Start of Data extracts

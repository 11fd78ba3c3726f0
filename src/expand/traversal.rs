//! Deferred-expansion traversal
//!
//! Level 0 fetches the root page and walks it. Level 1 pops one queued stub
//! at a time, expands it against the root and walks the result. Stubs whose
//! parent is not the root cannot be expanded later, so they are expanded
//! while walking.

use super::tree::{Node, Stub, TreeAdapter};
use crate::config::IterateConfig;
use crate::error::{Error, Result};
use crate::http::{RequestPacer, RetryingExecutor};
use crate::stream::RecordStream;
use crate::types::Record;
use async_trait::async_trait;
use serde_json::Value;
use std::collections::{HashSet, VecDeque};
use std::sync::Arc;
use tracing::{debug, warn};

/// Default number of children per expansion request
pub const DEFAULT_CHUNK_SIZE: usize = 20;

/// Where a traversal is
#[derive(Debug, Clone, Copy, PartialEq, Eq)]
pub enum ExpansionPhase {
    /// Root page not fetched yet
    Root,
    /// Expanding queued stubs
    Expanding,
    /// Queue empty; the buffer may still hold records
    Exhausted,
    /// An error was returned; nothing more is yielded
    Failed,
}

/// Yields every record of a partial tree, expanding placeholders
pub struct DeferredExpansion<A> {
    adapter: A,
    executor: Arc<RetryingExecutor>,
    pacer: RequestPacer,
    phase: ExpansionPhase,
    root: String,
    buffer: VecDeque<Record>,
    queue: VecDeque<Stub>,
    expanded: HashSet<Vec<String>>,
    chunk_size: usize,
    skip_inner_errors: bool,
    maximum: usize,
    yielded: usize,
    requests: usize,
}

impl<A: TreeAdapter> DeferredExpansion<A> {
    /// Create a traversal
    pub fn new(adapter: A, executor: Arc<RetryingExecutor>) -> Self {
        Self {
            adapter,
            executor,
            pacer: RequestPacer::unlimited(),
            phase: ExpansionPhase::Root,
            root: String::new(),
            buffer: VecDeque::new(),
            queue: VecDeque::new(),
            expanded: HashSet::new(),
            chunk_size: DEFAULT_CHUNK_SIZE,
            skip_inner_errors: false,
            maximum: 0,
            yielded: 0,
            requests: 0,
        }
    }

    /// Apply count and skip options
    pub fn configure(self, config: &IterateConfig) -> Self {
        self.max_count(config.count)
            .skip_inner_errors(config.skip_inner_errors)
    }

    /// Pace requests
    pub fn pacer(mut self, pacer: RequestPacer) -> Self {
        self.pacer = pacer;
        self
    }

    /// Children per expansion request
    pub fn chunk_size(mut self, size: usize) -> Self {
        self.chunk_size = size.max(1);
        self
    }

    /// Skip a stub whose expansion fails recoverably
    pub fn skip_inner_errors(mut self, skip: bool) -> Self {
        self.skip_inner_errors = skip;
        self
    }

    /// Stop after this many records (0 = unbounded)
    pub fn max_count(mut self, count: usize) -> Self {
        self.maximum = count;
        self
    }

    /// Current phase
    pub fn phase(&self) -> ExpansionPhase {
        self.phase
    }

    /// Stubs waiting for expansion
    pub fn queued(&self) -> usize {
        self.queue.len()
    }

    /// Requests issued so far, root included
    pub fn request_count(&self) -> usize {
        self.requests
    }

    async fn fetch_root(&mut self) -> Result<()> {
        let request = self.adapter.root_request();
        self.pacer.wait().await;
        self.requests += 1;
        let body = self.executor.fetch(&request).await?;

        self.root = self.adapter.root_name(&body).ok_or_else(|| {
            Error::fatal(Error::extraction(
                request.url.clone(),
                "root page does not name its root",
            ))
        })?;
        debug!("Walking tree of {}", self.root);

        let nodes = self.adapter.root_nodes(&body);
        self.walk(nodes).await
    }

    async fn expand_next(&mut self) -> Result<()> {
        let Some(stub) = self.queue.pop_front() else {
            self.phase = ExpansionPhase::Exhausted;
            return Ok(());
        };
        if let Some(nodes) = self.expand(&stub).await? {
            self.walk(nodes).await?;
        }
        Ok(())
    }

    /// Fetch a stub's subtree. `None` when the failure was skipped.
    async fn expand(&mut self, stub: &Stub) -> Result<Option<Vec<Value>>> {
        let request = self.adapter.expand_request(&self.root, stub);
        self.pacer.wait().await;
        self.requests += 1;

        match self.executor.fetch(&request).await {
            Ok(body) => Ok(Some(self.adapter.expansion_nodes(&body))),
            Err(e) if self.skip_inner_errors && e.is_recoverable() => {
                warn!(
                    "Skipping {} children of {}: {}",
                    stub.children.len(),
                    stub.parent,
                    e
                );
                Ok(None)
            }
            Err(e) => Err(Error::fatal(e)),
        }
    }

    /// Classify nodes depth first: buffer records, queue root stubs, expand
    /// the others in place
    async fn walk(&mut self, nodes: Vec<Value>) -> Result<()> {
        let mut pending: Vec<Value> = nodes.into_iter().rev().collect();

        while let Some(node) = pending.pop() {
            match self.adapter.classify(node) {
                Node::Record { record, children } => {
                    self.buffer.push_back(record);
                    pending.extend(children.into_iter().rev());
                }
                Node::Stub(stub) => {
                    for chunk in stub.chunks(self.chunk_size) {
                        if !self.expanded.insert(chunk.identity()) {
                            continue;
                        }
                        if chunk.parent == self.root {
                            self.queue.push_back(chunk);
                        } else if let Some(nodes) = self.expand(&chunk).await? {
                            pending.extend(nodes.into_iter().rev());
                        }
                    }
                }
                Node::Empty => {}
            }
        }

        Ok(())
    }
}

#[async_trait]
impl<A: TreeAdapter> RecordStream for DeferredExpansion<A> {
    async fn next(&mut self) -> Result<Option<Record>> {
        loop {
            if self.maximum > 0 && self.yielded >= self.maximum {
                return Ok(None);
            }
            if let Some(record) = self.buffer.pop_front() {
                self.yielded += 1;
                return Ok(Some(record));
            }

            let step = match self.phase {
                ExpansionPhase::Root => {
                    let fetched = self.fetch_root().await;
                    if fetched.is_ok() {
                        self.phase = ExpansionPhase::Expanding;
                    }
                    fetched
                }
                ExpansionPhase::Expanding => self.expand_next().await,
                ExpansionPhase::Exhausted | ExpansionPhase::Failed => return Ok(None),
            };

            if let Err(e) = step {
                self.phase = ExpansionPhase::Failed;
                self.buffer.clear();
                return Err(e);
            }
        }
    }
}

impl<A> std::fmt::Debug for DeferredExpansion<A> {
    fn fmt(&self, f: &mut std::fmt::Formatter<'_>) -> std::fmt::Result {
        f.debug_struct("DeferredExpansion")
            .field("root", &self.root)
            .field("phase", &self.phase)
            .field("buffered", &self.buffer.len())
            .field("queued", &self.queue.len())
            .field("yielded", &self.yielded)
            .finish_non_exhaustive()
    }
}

End of Data extracts

- [Problem details]:
Every line of the listing that includes the word "whose" forms the answer.

- [Exercise output]:
//! at a time, expands it against the root and walks the result. Stubs whose
    /// Skip a stub whose expansion fails recoverably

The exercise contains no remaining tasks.